TASK BRIEF → Please return the lines below verbatim, beginning at the one that has "if let Some(cached)" and stopping after the one that has "let trimmed = line.trim();", and add no other lines.
Start of Block
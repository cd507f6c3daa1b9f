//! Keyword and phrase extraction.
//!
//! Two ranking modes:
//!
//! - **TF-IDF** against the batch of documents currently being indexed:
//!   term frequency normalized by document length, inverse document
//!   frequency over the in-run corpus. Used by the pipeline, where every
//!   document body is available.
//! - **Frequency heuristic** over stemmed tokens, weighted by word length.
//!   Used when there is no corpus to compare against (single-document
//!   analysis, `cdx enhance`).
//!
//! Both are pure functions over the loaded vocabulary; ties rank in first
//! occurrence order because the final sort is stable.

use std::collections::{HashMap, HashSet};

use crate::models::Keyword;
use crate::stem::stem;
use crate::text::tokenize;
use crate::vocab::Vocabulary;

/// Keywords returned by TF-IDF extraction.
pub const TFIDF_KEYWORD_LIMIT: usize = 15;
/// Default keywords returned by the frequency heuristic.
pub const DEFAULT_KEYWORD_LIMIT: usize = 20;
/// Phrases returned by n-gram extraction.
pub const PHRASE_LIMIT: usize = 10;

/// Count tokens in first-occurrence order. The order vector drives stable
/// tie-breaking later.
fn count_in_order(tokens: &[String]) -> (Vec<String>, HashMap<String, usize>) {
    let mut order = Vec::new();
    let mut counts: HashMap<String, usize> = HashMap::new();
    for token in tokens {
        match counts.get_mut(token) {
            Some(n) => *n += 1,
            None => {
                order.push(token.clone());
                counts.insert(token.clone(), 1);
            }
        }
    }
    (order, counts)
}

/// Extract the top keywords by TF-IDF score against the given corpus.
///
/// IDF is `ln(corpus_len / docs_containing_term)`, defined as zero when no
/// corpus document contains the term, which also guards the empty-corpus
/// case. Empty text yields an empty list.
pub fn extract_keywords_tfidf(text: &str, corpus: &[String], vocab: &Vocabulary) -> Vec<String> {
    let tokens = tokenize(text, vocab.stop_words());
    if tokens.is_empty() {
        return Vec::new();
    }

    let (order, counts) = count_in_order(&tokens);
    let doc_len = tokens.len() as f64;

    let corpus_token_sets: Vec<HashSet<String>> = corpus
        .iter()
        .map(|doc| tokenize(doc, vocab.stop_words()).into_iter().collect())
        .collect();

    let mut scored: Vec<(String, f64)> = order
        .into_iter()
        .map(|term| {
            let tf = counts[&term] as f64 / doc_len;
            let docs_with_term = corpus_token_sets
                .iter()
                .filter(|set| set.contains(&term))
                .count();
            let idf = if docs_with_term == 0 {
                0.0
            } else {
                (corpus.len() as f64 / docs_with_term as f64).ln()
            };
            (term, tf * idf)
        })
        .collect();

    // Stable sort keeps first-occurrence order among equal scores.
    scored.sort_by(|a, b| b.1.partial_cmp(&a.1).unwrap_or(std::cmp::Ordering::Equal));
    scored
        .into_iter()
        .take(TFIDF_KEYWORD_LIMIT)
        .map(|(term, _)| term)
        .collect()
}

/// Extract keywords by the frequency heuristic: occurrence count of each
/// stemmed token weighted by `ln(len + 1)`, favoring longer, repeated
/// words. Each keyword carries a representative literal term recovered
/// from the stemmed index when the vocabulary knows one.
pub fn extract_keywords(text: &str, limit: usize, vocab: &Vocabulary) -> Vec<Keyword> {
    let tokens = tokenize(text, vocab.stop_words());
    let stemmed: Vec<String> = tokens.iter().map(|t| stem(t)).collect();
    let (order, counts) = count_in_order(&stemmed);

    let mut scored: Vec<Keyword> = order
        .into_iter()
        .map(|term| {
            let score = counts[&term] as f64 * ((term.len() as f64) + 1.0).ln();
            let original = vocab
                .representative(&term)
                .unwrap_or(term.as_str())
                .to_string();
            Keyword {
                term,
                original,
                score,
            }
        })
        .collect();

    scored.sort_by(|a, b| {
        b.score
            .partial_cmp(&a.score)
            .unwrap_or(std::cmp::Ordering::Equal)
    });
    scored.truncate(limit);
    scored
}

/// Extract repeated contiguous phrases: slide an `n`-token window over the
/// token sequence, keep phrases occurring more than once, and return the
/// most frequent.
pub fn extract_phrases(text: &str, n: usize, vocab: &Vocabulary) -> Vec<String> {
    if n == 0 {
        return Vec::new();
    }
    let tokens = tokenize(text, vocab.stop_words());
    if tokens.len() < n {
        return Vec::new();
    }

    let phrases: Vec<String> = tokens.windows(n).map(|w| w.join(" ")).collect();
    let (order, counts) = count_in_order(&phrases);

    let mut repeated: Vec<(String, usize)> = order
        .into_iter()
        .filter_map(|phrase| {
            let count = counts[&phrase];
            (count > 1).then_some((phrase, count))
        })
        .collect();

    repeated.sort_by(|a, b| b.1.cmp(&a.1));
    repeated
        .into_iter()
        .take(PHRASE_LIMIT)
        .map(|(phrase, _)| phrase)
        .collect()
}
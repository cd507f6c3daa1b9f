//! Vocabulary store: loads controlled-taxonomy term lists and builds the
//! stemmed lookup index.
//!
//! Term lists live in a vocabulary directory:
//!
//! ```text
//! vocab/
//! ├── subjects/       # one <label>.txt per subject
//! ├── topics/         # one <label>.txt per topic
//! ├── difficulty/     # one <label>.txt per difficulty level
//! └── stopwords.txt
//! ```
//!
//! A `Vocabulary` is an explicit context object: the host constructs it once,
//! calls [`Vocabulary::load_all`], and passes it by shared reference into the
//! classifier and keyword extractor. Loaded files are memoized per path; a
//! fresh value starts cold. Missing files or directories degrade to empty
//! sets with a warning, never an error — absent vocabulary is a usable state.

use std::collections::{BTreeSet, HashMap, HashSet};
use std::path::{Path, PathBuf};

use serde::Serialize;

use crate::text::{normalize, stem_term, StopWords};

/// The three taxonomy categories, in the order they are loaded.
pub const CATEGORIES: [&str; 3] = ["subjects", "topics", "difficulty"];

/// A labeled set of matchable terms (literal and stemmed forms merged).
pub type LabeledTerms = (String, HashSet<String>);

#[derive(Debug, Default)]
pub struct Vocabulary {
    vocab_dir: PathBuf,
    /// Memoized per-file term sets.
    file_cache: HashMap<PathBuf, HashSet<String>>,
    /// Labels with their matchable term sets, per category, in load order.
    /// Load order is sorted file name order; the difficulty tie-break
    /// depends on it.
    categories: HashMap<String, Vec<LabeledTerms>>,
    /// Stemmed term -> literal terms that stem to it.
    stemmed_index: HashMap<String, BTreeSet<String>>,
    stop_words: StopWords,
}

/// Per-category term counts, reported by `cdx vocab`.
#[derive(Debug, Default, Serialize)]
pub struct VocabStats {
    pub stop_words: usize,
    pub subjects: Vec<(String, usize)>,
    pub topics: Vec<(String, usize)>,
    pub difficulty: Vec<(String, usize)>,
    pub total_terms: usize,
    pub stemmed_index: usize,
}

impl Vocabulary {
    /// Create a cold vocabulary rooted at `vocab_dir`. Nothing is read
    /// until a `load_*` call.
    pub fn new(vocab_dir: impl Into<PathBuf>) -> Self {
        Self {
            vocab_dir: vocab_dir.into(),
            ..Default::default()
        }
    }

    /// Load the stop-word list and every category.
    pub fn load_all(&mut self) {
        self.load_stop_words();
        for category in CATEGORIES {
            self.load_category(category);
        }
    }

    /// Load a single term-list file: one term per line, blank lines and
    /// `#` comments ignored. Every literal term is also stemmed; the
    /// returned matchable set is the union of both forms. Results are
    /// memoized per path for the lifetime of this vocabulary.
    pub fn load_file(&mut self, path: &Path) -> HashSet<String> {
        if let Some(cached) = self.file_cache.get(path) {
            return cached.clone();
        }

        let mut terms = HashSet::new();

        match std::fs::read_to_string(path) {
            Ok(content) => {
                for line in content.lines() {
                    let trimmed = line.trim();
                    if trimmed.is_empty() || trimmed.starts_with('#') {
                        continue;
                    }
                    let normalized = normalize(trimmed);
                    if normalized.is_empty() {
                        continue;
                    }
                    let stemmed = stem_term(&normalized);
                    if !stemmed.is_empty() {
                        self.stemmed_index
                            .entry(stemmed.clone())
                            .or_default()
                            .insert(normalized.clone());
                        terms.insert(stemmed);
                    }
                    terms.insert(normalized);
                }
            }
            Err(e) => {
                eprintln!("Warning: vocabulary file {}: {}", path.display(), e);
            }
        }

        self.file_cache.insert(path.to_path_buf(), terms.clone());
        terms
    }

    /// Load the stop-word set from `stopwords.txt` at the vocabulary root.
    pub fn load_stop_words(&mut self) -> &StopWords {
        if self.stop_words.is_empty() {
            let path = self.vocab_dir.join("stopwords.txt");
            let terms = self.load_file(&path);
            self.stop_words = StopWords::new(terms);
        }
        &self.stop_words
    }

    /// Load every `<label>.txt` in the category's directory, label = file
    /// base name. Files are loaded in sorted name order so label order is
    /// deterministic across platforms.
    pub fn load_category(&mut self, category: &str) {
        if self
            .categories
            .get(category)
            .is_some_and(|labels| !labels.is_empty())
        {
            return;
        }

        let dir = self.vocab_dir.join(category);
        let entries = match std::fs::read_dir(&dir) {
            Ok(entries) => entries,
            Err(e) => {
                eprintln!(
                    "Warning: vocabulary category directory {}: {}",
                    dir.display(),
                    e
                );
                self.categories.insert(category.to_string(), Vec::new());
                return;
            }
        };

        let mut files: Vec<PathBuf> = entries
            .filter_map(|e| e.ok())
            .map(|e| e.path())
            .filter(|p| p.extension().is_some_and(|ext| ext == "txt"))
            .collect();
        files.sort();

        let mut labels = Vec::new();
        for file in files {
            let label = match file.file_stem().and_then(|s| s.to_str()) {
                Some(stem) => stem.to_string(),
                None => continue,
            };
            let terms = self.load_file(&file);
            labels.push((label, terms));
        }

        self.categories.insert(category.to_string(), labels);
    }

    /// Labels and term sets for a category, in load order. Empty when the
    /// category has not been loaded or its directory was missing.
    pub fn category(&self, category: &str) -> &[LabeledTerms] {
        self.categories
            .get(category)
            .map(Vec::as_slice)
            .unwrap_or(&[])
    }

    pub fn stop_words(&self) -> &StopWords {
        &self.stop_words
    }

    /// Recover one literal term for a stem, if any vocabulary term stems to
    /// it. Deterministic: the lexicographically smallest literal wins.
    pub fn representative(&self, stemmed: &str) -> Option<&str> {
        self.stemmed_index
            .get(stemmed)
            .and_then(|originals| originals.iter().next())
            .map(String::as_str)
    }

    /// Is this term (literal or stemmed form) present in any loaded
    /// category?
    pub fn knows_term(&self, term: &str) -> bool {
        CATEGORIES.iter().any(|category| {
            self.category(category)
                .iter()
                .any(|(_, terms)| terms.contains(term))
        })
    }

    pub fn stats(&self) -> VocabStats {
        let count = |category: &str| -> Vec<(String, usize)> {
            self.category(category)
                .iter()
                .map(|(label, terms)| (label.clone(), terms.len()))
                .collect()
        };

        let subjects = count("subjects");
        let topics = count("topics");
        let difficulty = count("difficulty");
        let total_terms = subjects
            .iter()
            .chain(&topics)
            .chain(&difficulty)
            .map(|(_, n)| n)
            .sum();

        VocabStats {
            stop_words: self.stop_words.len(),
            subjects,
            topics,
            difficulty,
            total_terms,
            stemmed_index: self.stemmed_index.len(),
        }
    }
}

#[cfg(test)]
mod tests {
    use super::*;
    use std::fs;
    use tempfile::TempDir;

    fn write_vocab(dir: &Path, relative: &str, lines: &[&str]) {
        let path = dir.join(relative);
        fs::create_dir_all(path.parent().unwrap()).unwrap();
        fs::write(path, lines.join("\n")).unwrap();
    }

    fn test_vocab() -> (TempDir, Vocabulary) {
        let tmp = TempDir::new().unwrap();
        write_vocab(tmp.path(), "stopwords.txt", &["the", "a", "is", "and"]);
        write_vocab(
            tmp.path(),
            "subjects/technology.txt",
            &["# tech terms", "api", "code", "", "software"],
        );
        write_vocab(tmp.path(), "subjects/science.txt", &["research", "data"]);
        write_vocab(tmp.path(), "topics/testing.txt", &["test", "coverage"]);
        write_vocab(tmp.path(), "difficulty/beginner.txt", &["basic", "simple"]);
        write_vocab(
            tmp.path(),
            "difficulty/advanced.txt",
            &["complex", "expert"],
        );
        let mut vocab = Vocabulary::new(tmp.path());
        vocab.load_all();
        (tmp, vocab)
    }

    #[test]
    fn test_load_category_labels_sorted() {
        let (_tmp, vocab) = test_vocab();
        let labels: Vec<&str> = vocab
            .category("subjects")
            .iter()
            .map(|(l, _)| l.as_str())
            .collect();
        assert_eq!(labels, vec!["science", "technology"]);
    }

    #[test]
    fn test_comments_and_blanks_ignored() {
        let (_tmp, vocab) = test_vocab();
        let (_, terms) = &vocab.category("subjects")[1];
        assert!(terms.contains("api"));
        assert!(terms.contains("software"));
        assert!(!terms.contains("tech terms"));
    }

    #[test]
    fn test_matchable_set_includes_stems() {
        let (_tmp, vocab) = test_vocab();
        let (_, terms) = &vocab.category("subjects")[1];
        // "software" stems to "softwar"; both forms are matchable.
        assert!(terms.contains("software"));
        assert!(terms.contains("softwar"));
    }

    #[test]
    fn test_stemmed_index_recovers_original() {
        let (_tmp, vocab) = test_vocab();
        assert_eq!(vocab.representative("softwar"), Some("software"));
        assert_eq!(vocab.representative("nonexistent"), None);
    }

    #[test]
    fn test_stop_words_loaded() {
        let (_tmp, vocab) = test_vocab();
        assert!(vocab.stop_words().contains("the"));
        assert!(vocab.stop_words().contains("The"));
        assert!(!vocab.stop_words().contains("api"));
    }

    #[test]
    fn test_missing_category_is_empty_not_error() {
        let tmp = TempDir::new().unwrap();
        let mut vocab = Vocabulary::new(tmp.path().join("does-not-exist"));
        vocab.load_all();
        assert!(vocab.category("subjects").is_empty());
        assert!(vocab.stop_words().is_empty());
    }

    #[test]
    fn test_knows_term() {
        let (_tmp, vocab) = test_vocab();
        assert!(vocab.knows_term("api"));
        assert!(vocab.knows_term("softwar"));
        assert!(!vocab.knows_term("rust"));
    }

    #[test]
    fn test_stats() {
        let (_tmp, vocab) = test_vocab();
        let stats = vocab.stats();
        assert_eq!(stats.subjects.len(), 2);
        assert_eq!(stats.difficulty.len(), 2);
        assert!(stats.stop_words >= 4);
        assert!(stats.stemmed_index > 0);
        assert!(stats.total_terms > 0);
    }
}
End of Block
EXERCISE OUTPUT →
        if let Some(cached) = self.file_cache.get(path) {
            return cached.clone();
        }

        let mut terms = HashSet::new();

        match std::fs::read_to_string(path) {
            Ok(content) => {
                for line in content.lines() {
                    let trimmed = line.trim();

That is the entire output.